Na tentativa de caminhar rumo ao futuro, a tradição e a experiência da UFV encontram a inovação e a criatividade presente em jovens pesquisadores, como Sérgio Barbosa Ferreira Rocha, fundador e diretor executivo da startup. Geógrafo e engenheiro agrônomo, ele acompanha as possibilidades do uso medicinal da cannabis desde o final dos anos 1990 e quando ingressou na UFV, passou a olhar para planta a partir da ótica agrícola. “Em 2016, já durante o curso de agronomia, percebi a demanda do Brasil por pesquisas agronômicas sobre a cannabis”, conta o mestrando em Genética e Melhoramento de Plantas no Departamento de Fitotecnia da universidade.

Terras ideais
Essa percepção o levou a desenvolver o primeiro Zoneamento Agroclimático para cultivo de Cannabis no Brasil, mostrando que 80% dos solos cultiváveis no país são aptos para o desenvolvimento agrícola da cannabis sativa em campo aberto, conhecida também como maconha.
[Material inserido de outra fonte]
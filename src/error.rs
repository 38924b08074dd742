use thiserror::Error;

/// Error taxonomy for the validation engine. Every public entry point in
/// [`crate::Oracle`] returns one of these on failure; no variant is retried
/// internally, and a returned error always means the store is unchanged.
#[derive(Debug, Error, PartialEq, Eq)]
pub enum OracleError {
    #[error("malformed wire data at offset {offset}: {reason}")]
    MalformedWire { offset: usize, reason: &'static str },

    #[error("unsupported class {0} (only IN=1 is accepted)")]
    UnsupportedClass(u16),

    #[error("type mismatch: expected {expected}, got {actual}")]
    TypeMismatch { expected: u16, actual: u16 },

    #[error("name mismatch: {0}")]
    NameMismatch(&'static str),

    #[error("replay rejected: inception {incoming} is older than stored inception {stored}")]
    ReplayRejected { incoming: u32, stored: u32 },

    #[error("no trust anchor/key found for the proof's owner name and type")]
    NoTrust,

    #[error("signature verification failed: no candidate key validated the signature")]
    SignatureFailed,

    #[error("no DS record matched the key's tag, algorithm and digest")]
    DSMismatch,

    #[error("time window violated: inception={inception} expiration={expiration} now={now}")]
    TimeWindow {
        inception: u32,
        expiration: u32,
        now: u32,
    },

    #[error("proof record is neither DNSKEY nor DS (type {0})")]
    UnsupportedProofType(u16),

    #[error("delete proof record is neither NSEC nor NSEC3 (type {0})")]
    UnrecognizedRecordType(u16),

    #[error("NSEC/NSEC3 denial-of-existence proof failed: {0}")]
    DenialProofFailed(&'static str),

    #[error("admin operation not authorized")]
    Unauthorized,

    #[error("resource bound exceeded: {0}")]
    ResourceExceeded(&'static str),
}

pub type Result<T> = std::result::Result<T, OracleError>;
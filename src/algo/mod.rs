//! Built-in signature verifiers registered by [`crate::registry::Registry::with_defaults`].
//!
//! Algorithm numbers per IANA's DNS Security Algorithm Numbers registry
//! (RFC 4034 Appendix A.1).

mod dsa_sha1;
mod rsa_sha256;

pub use dsa_sha1::DsaSha1;
pub use rsa_sha256::RsaSha256;

/// DSA/SHA-1 (RFC 2536). OPTIONAL per RFC 4034.
pub const DSA_SHA1: u8 = 3;

/// RSA/SHA-256 (RFC 5702). MANDATORY per RFC 5702.
pub const RSASHA256: u8 = 8;
//! The externally observable effects of a successful oracle call, besides
//! the store mutation itself (§6.5). The host embeds the oracle and decides
//! what to do with these — forward them to an indexer, log them, drop
//! them — the core only ever constructs and returns them.

/// Emitted exactly once per successful state transition.
#[derive(Debug, Clone, PartialEq, Eq)]
pub enum OracleEvent {
    /// A `submit_rrset` call committed a new or changed fingerprint.
    RRSetUpdated { name: Vec<u8>, rrs: Vec<u8> },
    AlgorithmUpdated { id: u8, identity: String },
    DigestUpdated { id: u8, identity: String },
    Nsec3DigestUpdated { id: u8, identity: String },
}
Ainda de acordo com o ranking de aptidão agrícola, os estados do Nordeste e a região próxima da fronteira com o Paraguai são as melhores áreas para o cultivo.
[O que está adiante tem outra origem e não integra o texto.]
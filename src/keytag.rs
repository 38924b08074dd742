//! DNSSEC keytag computation (RFC 4034 Appendix B) and the small canonical
//! helpers (label counting, wildcard detection) the engine needs alongside it.

use crate::wire::{Wire, WILDCARD_LABEL};

/// Computes the keytag of a DNSKEY RR over its full rdata (flags, protocol,
/// algorithm, public key), per RFC 4034 Appendix B: the rdata is summed as
/// a sequence of big-endian 16-bit words, ignoring carries out of 32 bits,
/// folded once, and truncated to 16 bits. The odd trailing byte (when the
/// rdata has odd length) is folded in as the high octet of a final word.
///
/// See `compute_keytag_legacy` for the bug-compatible variant that omits
/// this odd-byte handling (open question #1 in the design notes).
pub fn compute_keytag(rdata: &[u8]) -> u16 {
    let mut ac: u32 = 0;
    let mut i = 0;
    while i < rdata.len() {
        let word = if i + 1 < rdata.len() {
            u16::from_be_bytes([rdata[i], rdata[i + 1]])
        } else {
            u16::from_be_bytes([rdata[i], 0])
        };
        ac += word as u32;
        i += 2;
    }
    ac += ac >> 16;
    (ac & 0xFFFF) as u16
}

/// The anomalous variant matching the original "plain sum of 16-bit words"
/// source, which silently drops the final byte when `rdata.len()` is odd
/// instead of folding it in. Kept only for callers that must bit-for-bit
/// match that source; `compute_keytag` is the RFC-correct function and is
/// what the validation engine uses.
pub fn compute_keytag_legacy(rdata: &[u8]) -> u16 {
    let mut ac: u32 = 0;
    let mut i = 0;
    while i + 1 < rdata.len() {
        let word = u16::from_be_bytes([rdata[i], rdata[i + 1]]);
        ac += word as u32;
        i += 2;
    }
    ac += ac >> 16;
    (ac & 0xFFFF) as u16
}

/// Accepts a name as belonging to an RRSIG whose `labels` field claims
/// `labels` labels, per RFC 4035 §5.3.2: either the name's label count
/// matches exactly, or the name is a synthesized wildcard expansion
/// (`label_count == labels + 1` and the first two wire bytes are `01 2A`).
pub fn check_name_labels(wire: &Wire, name_offset: usize, labels: u8) -> crate::error::Result<bool> {
    let count = wire.label_count(name_offset)?;
    if count == labels {
        return Ok(true);
    }
    if count == labels.wrapping_add(1) {
        let first_two = wire.read_u16(name_offset)?;
        return Ok(first_two == WILDCARD_LABEL);
    }
    Ok(false)
}

/// Same check over a standalone name byte slice rather than an offset into
/// a larger buffer. An empty slice (the owner name `validate_rrs` returns
/// for an empty RRSET) has no wire encoding to walk, so it is treated as
/// the zero-label case directly rather than erroring.
pub fn check_name_labels_bytes(name: &[u8], labels: u8) -> crate::error::Result<bool> {
    let wire = Wire::new(name);
    if wire.is_empty() {
        return Ok(labels == 0);
    }
    check_name_labels(&wire, 0, labels)
}

#[cfg(test)]
mod tests {
    use super::*;

    #[test]
    fn keytag_even_length() {
        // Two 16-bit words: 0x0101 and 0x0302, sum = 0x0403, no fold needed.
        let rdata = [0x01, 0x01, 0x03, 0x02];
        assert_eq!(compute_keytag(&rdata), 0x0403);
    }

    #[test]
    fn keytag_odd_length_folds_trailing_byte() {
        let rdata = [0x01, 0x01, 0x03];
        // Trailing 0x03 becomes the high byte of a final word: 0x0300.
        assert_eq!(compute_keytag(&rdata), 0x0101 + 0x0300);
    }

    #[test]
    fn keytag_legacy_drops_trailing_byte() {
        let rdata = [0x01, 0x01, 0x03];
        assert_eq!(compute_keytag_legacy(&rdata), 0x0101);
    }

    #[test]
    fn check_name_labels_exact_and_wildcard() {
        // "example.com." -> 2 labels
        let mut name = vec![7];
        name.extend_from_slice(b"example");
        name.push(3);
        name.extend_from_slice(b"com");
        name.push(0);
        let wire = Wire::new(&name);
        assert!(check_name_labels(&wire, 0, 2).unwrap());
        assert!(!check_name_labels(&wire, 0, 1).unwrap());

        // "*.example.com." -> 3 labels on the wire, RRSIG claims 2 (wildcard)
        let mut wildcard = vec![1, b'*'];
        wildcard.extend_from_slice(&name);
        let wire = Wire::new(&wildcard);
        assert!(check_name_labels(&wire, 0, 2).unwrap());
    }

    #[test]
    fn check_name_labels_root_accepts_only_zero() {
        let root = [0u8];
        let wire = Wire::new(&root);
        assert!(check_name_labels(&wire, 0, 0).unwrap());
        assert!(!check_name_labels(&wire, 0, 1).unwrap());
    }
}
//! Pluggable, owner-mutable indirection tables mapping DNSSEC
//! algorithm/digest-type/NSEC3-hash-algorithm numbers to verifiers.
//!
//! The validation engine never inlines cryptography: every signature check,
//! DS digest check, and NSEC3 hash computation goes through one of the three
//! traits below. [`Registry`] ships with the common defaults registered
//! (see `crate::algo`, `crate::digest`, `crate::nsec3`) but every slot can
//! be overridden by the controlling admin via [`crate::Oracle::set_algorithm`]
//! and friends.

use std::collections::HashMap;

/// Verifies a DNSSEC signature (RRSIG-covered data) against a DNSKEY's
/// public key material. `key_rdata` is the full DNSKEY rdata (flags,
/// protocol, algorithm, public key); `data` is the signed input.
pub trait Algorithm {
    fn verify(&self, key_rdata: &[u8], data: &[u8], signature: &[u8]) -> bool;
}

/// Computes a digest over `data` and compares it to `expected`.
pub trait Digest {
    fn verify(&self, data: &[u8], expected: &[u8]) -> bool;
}

/// RFC 5155 iterated hashed-owner-name computation for NSEC3.
pub trait Nsec3Digest {
    fn hash(&self, salt: &[u8], name_wire: &[u8], iterations: u16) -> [u8; 32];
}

/// The three independent algorithm/digest/hash tables. A missing
/// registration for a required id is not fatal by itself: the relevant
/// `verify`/`hash` call simply returns `false`/a zero word, and the caller
/// (the validation engine) turns that into the appropriate `OracleError`.
#[derive(Default)]
pub struct Registry {
    algorithms: HashMap<u8, Box<dyn Algorithm>>,
    digests: HashMap<u8, Box<dyn Digest>>,
    nsec3_digests: HashMap<u8, Box<dyn Nsec3Digest>>,
}

impl Registry {
    pub fn new() -> Self {
        Registry::default()
    }

    /// A registry pre-populated with this crate's default verifiers: RSA/SHA-256
    /// (algorithm 8) and DSA/SHA-1 (algorithm 3) for signatures, SHA-1 and
    /// SHA-256 (digest types 1 and 2) for DS digests, and SHA-1 (hash
    /// algorithm 1) for NSEC3 hashed owner names.
    pub fn with_defaults() -> Self {
        let mut reg = Registry::new();
        reg.set_algorithm(crate::algo::RSASHA256, Box::new(crate::algo::RsaSha256::new()));
        reg.set_algorithm(crate::algo::DSA_SHA1, Box::new(crate::algo::DsaSha1::new()));
        reg.set_digest(crate::digest::SHA1, Box::new(crate::digest::Sha1Digest));
        reg.set_digest(crate::digest::SHA256, Box::new(crate::digest::Sha256Digest));
        reg.set_nsec3_digest(crate::nsec3::SHA1, Box::new(crate::nsec3::Sha1Nsec3));
        reg
    }

    pub fn set_algorithm(&mut self, id: u8, verifier: Box<dyn Algorithm>) {
        self.algorithms.insert(id, verifier);
    }

    pub fn set_digest(&mut self, id: u8, verifier: Box<dyn Digest>) {
        self.digests.insert(id, verifier);
    }

    pub fn set_nsec3_digest(&mut self, id: u8, verifier: Box<dyn Nsec3Digest>) {
        self.nsec3_digests.insert(id, verifier);
    }

    pub fn verify_signature(&self, alg: u8, key_rdata: &[u8], data: &[u8], sig: &[u8]) -> bool {
        match self.algorithms.get(&alg) {
            Some(v) => v.verify(key_rdata, data, sig),
            None => false,
        }
    }

    pub fn verify_digest(&self, digest_type: u8, data: &[u8], expected: &[u8]) -> bool {
        match self.digests.get(&digest_type) {
            Some(v) => v.verify(data, expected),
            None => false,
        }
    }

    pub fn nsec3_hash(&self, hash_alg: u8, salt: &[u8], name_wire: &[u8], iterations: u16) -> Option<[u8; 32]> {
        self.nsec3_digests.get(&hash_alg).map(|v| v.hash(salt, name_wire, iterations))
    }
}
Diante deste potencial, os pesquisadores da UFV viram a necessidade de criar o programa de melhoramento genético para o desenvolvimento de sementes capazes de atender as condições agronômicas e climáticas brasileiras. São quatro cultivares que estão sendo pesquisadas, originárias da Colômbia e de países da Europa. “Precisamos desenvolver plantas robustas, que tenham perfil de óleos
conhecidos quanto à dosagem de CBD, THC e os demais canabinóides. Precisamos também gerar plantas adaptadas ao nosso comprimento do dia”, afirma o agrônomo, Derli José Henrique da Silva, professor titular na UFV e orientador de Rocha.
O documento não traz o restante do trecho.